Average prices have rocketed 20 per cent since April, with even family cars attracting huge premiums.
This price boom is due to an acute shortage of new vehicles – and a plethora of buyers, armed with spare money they did not spend on a foreign holiday.
Derren Martin, head of valuations at motor analyst Cap HPI, says anyone with an unused car should take advantage of this. He says: ‘If you own a car that you don’t need, now is the time to sell.’
Cap HPI’s latest data shows that the average price of a second-hand car has increased by a fifth in the past five months. Normally, they would have depreciated 5 per cent over this period.
Buyers wanting to change their vehicles post-lockdown and a lack of new cars due to a global shortage of semiconductors is fuelling the price explosion.

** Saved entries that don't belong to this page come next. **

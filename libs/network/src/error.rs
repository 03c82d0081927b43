//! Transport Error Types
//!
//! Error handling for links between machines. Transport failures stay inside
//! this crate's boundary: the scheduler only learns whether a send was
//! delivered, and only startup failures are allowed to end a process.

use codec::{ActorId, ProtocolError};
use thiserror::Error;

/// Main transport error type
#[derive(Error, Debug)]
pub enum TransportError {
    /// Peer could not be reached (startup connection attempts)
    #[error("Connection error: {message} (remote: {remote_addr:?})")]
    Connection {
        message: String,
        remote_addr: Option<String>,
        source: Option<Box<dyn std::error::Error + Send + Sync>>,
    },

    /// An established link failed or was closed by the peer
    #[error("Session error with machine {peer}: {message}")]
    Session { peer: ActorId, message: String },

    /// No live link to the requested peer
    #[error("No connection to machine {peer}")]
    NotConnected { peer: ActorId },

    /// Link opening handshake was missing or rejected
    #[error("Handshake error: {message}")]
    Handshake { message: String },

    /// Bytes on the wire could not be decoded
    #[error("Protocol error: {0}")]
    Protocol(#[from] ProtocolError),

    /// Operation abandoned because the transport is shutting down
    #[error("Transport is shutting down")]
    Shutdown,

    /// Transport timeout errors
    #[error("Timeout error: {operation} exceeded {timeout_ms}ms")]
    Timeout { operation: String, timeout_ms: u64 },

    /// Generic I/O errors
    #[error("I/O error: {message}")]
    Io {
        message: String,
        source: std::io::Error,
    },
}

/// Result type alias for transport operations
pub type Result<T> = std::result::Result<T, TransportError>;

impl TransportError {
    /// Create a connection error with source
    pub fn connection_with_source(
        message: impl Into<String>,
        remote_addr: Option<String>,
        source: impl std::error::Error + Send + Sync + 'static,
    ) -> Self {
        Self::Connection {
            message: message.into(),
            remote_addr,
            source: Some(Box::new(source)),
        }
    }

    pub fn session(peer: ActorId, message: impl Into<String>) -> Self {
        Self::Session {
            peer,
            message: message.into(),
        }
    }

    pub fn handshake(message: impl Into<String>) -> Self {
        Self::Handshake {
            message: message.into(),
        }
    }

    /// Create a timeout error
    pub fn timeout(operation: impl Into<String>, timeout_ms: u64) -> Self {
        Self::Timeout {
            operation: operation.into(),
            timeout_ms,
        }
    }

    /// Create an I/O error with a description of what was attempted
    pub fn io(message: impl Into<String>, source: std::io::Error) -> Self {
        Self::Io {
            message: message.into(),
            source,
        }
    }

    /// Check if retrying the same operation can succeed
    pub fn is_retryable(&self) -> bool {
        match self {
            TransportError::Connection { .. } => true,
            TransportError::Timeout { .. } => true,
            TransportError::Io { .. } => true,
            TransportError::Session { .. } => false,
            TransportError::NotConnected { .. } => false,
            TransportError::Handshake { .. } => false,
            TransportError::Protocol(_) => false,
            TransportError::Shutdown => false,
        }
    }

    /// Clean cancellation rather than a failure
    pub fn is_shutdown(&self) -> bool {
        matches!(self, TransportError::Shutdown)
    }

    /// Get error category for log fields
    pub fn category(&self) -> &'static str {
        match self {
            TransportError::Connection { .. } => "connection",
            TransportError::Session { .. } => "session",
            TransportError::NotConnected { .. } => "not_connected",
            TransportError::Handshake { .. } => "handshake",
            TransportError::Protocol(_) => "malformed_message",
            TransportError::Shutdown => "shutdown",
            TransportError::Timeout { .. } => "timeout",
            TransportError::Io { .. } => "io",
        }
    }
}

/// Convert standard I/O errors to transport errors
impl From<std::io::Error> for TransportError {
    fn from(error: std::io::Error) -> Self {
        TransportError::Io {
            message: error.to_string(),
            source: error,
        }
    }
}

#[cfg(test)]
mod tests {
    use super::*;

    #[test]
    fn test_error_construction() {
        let err = TransportError::connection_with_source(
            "Connection refused",
            Some("127.0.0.1:5002".into()),
            std::io::Error::from(std::io::ErrorKind::ConnectionRefused),
        );
        assert_eq!(err.category(), "connection");
        assert!(err.is_retryable());
        assert!(err.to_string().contains("127.0.0.1:5002"));
    }

    #[test]
    fn test_session_errors_are_not_retried() {
        let err = TransportError::session(ActorId::new(2), "peer closed link");
        assert!(!err.is_retryable());
        assert_eq!(err.category(), "session");
        assert!(err.to_string().contains("machine 2"));

        assert!(!TransportError::NotConnected {
            peer: ActorId::new(3)
        }
        .is_retryable());
    }

    #[test]
    fn test_shutdown_is_clean() {
        assert!(TransportError::Shutdown.is_shutdown());
        assert!(!TransportError::handshake("no hello").is_shutdown());
    }

    #[test]
    fn test_protocol_error_conversion() {
        let err: TransportError = ProtocolError::frame_too_large(4096, 1024).into();
        assert_eq!(err.category(), "malformed_message");
        assert!(matches!(err, TransportError::Protocol(ProtocolError::FrameTooLarge { .. })));
    }

    #[test]
    fn test_io_error_conversion() {
        let io_err = std::io::Error::new(std::io::ErrorKind::ConnectionRefused, "test");
        let transport_err = TransportError::from(io_err);

        match transport_err {
            TransportError::Io { message, .. } => {
                assert!(message.contains("test"));
            }
            _ => panic!("Expected Io error"),
        }
    }
}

‘It’s a perfect storm of strong demand and supply issues,’ says Martin. ‘Used car prices have gone up ridiculously since showrooms opened in April – and they are ramping up again.’
This month is expected to see the biggest price increase since May, meaning sellers have the chance to make even more profit.
Some cars have experienced extraordinary price increases. For example, the Toyota Auris Hybrid has risen in value by 47 per cent to about £17,000 over the past five months.
This is based on a three-year-old car with 30,000 miles on the clock. Over the same period, the Mazda MX-5 has increased 45 per cent to around £20,000, while the Mercedes-Benz C Class Cabriolet has risen 44 per cent to nearly £30,000.
Other three-year-old cars that have increased in value by more than 40 per cent include the Vauxhall Mokka, Mercedes-Benz V Class Diesel, Vauxhall Zafira and Volkswagen Beetle Convertible.
In some cases, six-month-old cars with 5,000 miles on the clock are changing hands for more than they would cost new, because the new models are simply not available.
For example, a new Dacia Sandero would cost just over £10,000, but used models are fetching more than £12,000.
The same goes for a Toyota GR Yaris and a Tesla Model X.
Richard Bartlett, director of car dealership Bartletts Seat in Hastings, East Sussex, is sourcing vehicles from as far away as Scotland.
‘Used car supply is tight,’ he says, ‘so we’re travelling further and paying more to get cars we can sell. We’re also facing competition from online marketplaces.’
He adds: ‘If you had brought a four-year-old Seat Alhambra people carrier to us in March, it would have been valued at £13,050. Today, the live price is £18,650.’
There are downsides to the used car boom. Selling a vehicle for a profit only works if you don’t need to replace it – a replacement car will also cost more than it would have done six months ago.
The easiest way to sell your car is to trade it in when you buy a new one – or sell it to a car-buying service. But selling privately should get you a better price, assuming you can find a buyer.
The motoring group AA advises private sellers to ensure that their car is well-presented, with any minor paintwork damage repaired, because first impressions count.
It adds: ‘Make the buying process hassle-free. For example, get a new MOT done and ensure you have the car’s full service history available – many buyers ask for this.’
With valuations rising, search online and speak to local dealers to find out how much they would be willing to pay for your car before making a final decision.